(TASK BRIEF):
Look through the data below and, wherever a line carries the word "FieldValue", please copy that line.
# # #
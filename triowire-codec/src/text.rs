/******************************************************************************
   Author: Joaquín Béjar García
   Email: jb@taunais.com
   Date: 27/1/26
******************************************************************************/

//! Text encodings and blank handling.
//!
//! Venue strings are CP949 (the Windows superset of EUC-KR) and may be cut
//! short by a NUL byte anywhere inside the field.

use encoding_rs::EUC_KR;
use memchr::memchr;
use serde::{Deserialize, Serialize};
use std::borrow::Cow;

/// Encoding of text and code fields.
#[derive(Debug, Clone, Copy, Default, PartialEq, Eq, Hash, Serialize, Deserialize)]
#[serde(rename_all = "snake_case")]
pub enum TextEncoding {
    /// Windows code page 949.
    #[default]
    Cp949,
    /// 7-bit ASCII only.
    Ascii,
}

impl TextEncoding {
    /// Decodes field bytes into a string.
    ///
    /// # Errors
    /// Returns a reason string if the bytes are not valid in this encoding.
    pub fn decode<'a>(&self, bytes: &'a [u8]) -> Result<Cow<'a, str>, String> {
        match self {
            Self::Cp949 => EUC_KR
                .decode_without_bom_handling_and_without_replacement(bytes)
                .ok_or_else(|| "invalid CP949 text".to_string()),
            Self::Ascii => {
                if bytes.is_ascii() {
                    // ASCII is a subset of UTF-8.
                    std::str::from_utf8(bytes)
                        .map(Cow::Borrowed)
                        .map_err(|e| e.to_string())
                } else {
                    Err("non-ASCII byte in text".to_string())
                }
            }
        }
    }

    /// Encodes a string into field bytes.
    ///
    /// # Errors
    /// Returns a reason string if a character cannot be represented.
    pub fn encode<'a>(&self, text: &'a str) -> Result<Cow<'a, [u8]>, String> {
        match self {
            Self::Cp949 => {
                let (bytes, _, unmappable) = EUC_KR.encode(text);
                if unmappable {
                    Err(format!("'{}' cannot be represented in CP949", text))
                } else {
                    Ok(bytes)
                }
            }
            Self::Ascii => {
                if text.is_ascii() {
                    Ok(Cow::Borrowed(text.as_bytes()))
                } else {
                    Err(format!("'{}' is not ASCII", text))
                }
            }
        }
    }
}

/// Returns the field content up to the first NUL byte.
#[inline]
#[must_use]
pub fn until_nul(bytes: &[u8]) -> &[u8] {
    match memchr(0, bytes) {
        Some(end) => &bytes[..end],
        None => bytes,
    }
}

/// Removes leading and trailing spaces.
#[inline]
#[must_use]
pub fn trim_spaces(bytes: &[u8]) -> &[u8] {
    trim_end_spaces(trim_start_spaces(bytes))
}

/// Removes leading spaces.
#[inline]
#[must_use]
pub fn trim_start_spaces(bytes: &[u8]) -> &[u8] {
    let start = bytes.iter().position(|&b| b != b' ').unwrap_or(bytes.len());
    &bytes[start..]
}

/// Removes trailing spaces.
#[inline]
#[must_use]
pub fn trim_end_spaces(bytes: &[u8]) -> &[u8] {
    let end = bytes.iter().rposition(|&b| b != b' ').map_or(0, |i| i + 1);
    &bytes[..end]
}

/// Returns true if the field holds only spaces and NUL bytes.
#[inline]
#[must_use]
pub fn is_blank(bytes: &[u8]) -> bool {
    bytes.iter().all(|&b| b == b' ' || b == 0)
}
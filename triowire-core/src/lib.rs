/******************************************************************************
   Author: Joaquín Béjar García
   Email: jb@taunais.com
   Date: 27/1/26
******************************************************************************/

//! # triowire Core
//!
//! Core values, keys, and error definitions for the triowire fixed-width
//! record codec.
//!
//! This crate provides the building blocks shared by every triowire crate:
//! - **Error types**: Stage-specific errors built with `thiserror`
//! - **Values**: `FieldValue`, `Value`, and the ordered `DecodedRecord`
//! - **Keys**: `MessageType`, the registry identifier of a record shape

pub mod error;
pub mod types;
pub mod value;

pub use error::{DecodeError, EncodeError, Error, RegistryError, Result, SchemaError};
pub use types::{MESSAGE_TYPE_MAX_LEN, MessageType};
pub use value::{DecodedRecord, FieldValue, Value};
# # #
(SOLUTION TO THIS PROBLEM):
//! - **Values**: `FieldValue`, `Value`, and the ordered `DecodedRecord`
pub use value::{DecodedRecord, FieldValue, Value};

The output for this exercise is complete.